TASK INPUT:
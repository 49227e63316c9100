//! Scoped impersonation.

use tracing::error;

use crate::error::LaunchError;
use crate::launcher::backend::LaunchBackend;

/// Impersonates a token until dropped.
///
/// Dropping reverts to the process identity. If reverting fails the
/// thread would keep running with elevated rights, so the process aborts.
#[must_use = "impersonation ends when the guard is dropped"]
pub struct ImpersonationGuard<'a, B: LaunchBackend> {
    backend: &'a B,
}

impl<'a, B: LaunchBackend> ImpersonationGuard<'a, B> {
    pub fn impersonate(backend: &'a B, token: &B::Token) -> Result<Self, LaunchError> {
        backend.impersonate(token)?;
        Ok(Self { backend })
    }
}

impl<B: LaunchBackend> Drop for ImpersonationGuard<'_, B> {
    fn drop(&mut self) {
        if let Err(err) = self.backend.revert_to_self() {
            error!(error = %err, "RevertToSelf failed; aborting");
            std::process::abort();
        }
    }
}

WHAT THE TASK ASKS: Please retype every entry above exactly as it stands.

RESPONSE AREA:
repository 49227e63316c9100
//! Scoped impersonation.

use tracing::error;

use crate::error::LaunchError;
use crate::launcher::backend::LaunchBackend;

/// Impersonates a token until dropped.
///
/// Dropping reverts to the process identity. If reverting fails the
/// thread would keep running with elevated rights, so the process aborts.
#[must_use = "impersonation ends when the guard is dropped"]
pub struct ImpersonationGuard<'a, B: LaunchBackend> {
    backend: &'a B,
}

impl<'a, B: LaunchBackend> ImpersonationGuard<'a, B> {
    pub fn impersonate(backend: &'a B, token: &B::Token) -> Result<Self, LaunchError> {
        backend.impersonate(token)?;
        Ok(Self { backend })
    }
}

impl<B: LaunchBackend> Drop for ImpersonationGuard<'_, B> {
    fn drop(&mut self) {
        if let Err(err) = self.backend.revert_to_self() {
            error!(error = %err, "RevertToSelf failed; aborting");
            std::process::abort();
        }
    }
}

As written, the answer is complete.